"""

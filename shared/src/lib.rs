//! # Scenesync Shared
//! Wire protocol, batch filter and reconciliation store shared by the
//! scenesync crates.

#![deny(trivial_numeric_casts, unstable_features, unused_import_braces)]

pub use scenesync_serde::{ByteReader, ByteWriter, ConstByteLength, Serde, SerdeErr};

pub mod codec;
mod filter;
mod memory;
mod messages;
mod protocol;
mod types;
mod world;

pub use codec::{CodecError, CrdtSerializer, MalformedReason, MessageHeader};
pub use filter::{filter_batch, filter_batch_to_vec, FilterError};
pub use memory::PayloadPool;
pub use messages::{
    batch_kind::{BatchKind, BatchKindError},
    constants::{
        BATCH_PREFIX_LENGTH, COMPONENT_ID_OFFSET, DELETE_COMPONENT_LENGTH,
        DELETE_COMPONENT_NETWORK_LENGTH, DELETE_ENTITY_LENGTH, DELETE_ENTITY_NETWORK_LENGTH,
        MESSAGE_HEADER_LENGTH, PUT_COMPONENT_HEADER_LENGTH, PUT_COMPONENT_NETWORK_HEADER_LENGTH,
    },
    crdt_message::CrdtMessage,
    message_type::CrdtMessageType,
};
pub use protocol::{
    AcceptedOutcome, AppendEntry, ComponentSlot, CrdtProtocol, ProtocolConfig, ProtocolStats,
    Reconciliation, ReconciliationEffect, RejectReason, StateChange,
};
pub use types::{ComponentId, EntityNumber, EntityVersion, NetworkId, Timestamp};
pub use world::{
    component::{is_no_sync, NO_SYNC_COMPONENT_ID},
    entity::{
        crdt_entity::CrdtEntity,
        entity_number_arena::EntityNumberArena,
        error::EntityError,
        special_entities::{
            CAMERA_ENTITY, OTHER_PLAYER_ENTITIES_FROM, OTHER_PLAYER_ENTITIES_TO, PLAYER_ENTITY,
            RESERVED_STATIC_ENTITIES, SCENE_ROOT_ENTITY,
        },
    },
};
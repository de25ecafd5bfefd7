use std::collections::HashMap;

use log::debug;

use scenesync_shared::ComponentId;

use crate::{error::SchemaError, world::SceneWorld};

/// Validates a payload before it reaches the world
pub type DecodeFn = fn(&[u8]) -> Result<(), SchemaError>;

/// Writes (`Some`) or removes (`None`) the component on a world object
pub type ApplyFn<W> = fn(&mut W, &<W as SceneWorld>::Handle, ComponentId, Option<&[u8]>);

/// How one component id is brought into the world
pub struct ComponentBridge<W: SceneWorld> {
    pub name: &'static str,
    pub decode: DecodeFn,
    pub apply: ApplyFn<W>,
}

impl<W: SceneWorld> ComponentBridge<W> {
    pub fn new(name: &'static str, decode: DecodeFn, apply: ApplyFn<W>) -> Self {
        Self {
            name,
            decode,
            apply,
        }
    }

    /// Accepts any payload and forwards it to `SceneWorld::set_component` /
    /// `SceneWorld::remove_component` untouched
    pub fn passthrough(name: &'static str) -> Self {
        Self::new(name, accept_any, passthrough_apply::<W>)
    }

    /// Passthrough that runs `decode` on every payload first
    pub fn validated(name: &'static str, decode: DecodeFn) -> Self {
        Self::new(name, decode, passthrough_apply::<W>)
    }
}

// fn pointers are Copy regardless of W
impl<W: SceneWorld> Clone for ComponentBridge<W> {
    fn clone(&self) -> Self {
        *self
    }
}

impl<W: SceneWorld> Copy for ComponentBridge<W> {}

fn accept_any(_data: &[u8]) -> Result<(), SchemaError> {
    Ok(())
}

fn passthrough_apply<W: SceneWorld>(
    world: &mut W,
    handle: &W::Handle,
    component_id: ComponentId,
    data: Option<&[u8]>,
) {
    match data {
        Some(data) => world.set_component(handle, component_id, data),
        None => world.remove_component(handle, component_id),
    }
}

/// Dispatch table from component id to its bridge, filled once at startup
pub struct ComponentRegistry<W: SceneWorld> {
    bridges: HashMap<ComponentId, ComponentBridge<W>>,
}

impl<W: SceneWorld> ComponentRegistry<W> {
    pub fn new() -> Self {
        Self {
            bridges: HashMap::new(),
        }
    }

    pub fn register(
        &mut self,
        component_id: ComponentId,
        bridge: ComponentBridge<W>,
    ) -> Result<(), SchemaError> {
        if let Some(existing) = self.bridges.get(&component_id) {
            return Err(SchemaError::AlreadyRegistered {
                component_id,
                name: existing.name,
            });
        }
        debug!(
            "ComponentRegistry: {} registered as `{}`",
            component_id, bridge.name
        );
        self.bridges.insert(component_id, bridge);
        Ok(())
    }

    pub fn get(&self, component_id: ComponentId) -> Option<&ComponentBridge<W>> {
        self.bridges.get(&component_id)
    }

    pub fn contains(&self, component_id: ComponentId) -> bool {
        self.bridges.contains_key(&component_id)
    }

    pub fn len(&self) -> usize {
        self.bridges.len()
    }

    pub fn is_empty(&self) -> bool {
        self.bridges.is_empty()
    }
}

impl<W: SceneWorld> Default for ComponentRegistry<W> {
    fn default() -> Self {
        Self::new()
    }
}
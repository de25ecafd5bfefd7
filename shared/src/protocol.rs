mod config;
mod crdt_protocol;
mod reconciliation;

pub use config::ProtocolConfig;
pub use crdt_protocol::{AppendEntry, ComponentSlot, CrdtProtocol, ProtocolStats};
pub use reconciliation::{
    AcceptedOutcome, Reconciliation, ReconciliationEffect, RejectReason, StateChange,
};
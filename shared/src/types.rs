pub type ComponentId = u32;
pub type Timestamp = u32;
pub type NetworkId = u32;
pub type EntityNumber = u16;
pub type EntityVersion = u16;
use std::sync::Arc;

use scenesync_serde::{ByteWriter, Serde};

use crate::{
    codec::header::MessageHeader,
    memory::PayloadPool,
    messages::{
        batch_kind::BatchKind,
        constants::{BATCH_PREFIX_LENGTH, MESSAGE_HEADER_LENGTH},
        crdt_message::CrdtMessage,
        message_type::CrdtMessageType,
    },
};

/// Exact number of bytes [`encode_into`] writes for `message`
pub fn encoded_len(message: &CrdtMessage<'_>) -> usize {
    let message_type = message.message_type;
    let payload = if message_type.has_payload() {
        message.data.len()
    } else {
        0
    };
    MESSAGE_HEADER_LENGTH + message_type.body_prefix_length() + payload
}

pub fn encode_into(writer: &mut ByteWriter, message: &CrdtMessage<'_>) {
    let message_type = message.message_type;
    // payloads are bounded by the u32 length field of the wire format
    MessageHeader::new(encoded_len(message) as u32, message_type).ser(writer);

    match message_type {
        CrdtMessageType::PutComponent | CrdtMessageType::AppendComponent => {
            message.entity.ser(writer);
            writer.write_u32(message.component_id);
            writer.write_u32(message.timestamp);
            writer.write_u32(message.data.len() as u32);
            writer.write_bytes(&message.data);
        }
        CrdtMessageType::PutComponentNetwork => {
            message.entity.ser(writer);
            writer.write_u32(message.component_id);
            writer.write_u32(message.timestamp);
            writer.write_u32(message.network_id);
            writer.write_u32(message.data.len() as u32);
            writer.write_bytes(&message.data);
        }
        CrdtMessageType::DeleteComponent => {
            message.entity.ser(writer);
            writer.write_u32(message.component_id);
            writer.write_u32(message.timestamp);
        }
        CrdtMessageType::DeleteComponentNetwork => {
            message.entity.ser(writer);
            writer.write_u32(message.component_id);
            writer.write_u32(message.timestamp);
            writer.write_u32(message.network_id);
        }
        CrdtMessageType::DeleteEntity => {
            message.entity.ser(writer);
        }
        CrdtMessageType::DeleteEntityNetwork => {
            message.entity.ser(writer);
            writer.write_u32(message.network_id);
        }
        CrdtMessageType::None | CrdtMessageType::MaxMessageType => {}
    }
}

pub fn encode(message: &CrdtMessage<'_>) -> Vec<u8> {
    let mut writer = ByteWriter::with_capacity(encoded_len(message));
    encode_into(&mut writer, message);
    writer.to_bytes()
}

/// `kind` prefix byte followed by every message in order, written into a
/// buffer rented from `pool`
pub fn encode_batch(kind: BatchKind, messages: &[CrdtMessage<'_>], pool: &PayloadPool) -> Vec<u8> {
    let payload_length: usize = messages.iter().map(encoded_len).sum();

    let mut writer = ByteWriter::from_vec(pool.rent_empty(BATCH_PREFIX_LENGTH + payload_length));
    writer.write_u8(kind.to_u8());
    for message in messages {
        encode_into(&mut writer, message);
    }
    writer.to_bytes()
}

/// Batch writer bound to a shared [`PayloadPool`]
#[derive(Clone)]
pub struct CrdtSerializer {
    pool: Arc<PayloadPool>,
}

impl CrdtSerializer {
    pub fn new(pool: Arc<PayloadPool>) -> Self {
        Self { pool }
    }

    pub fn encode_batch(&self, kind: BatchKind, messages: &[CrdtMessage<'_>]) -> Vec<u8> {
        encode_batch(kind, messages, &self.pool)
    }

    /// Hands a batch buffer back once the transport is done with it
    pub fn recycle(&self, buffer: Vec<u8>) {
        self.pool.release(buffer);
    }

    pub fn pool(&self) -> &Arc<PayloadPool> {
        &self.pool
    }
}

"""

## Task instructions
Gather each line from the listing above that holds "ComponentRegistry".

## Result
pub struct ComponentRegistry<W: SceneWorld> {
impl<W: SceneWorld> ComponentRegistry<W> {
            "ComponentRegistry: {} registered as `{}`",
impl<W: SceneWorld> Default for ComponentRegistry<W> {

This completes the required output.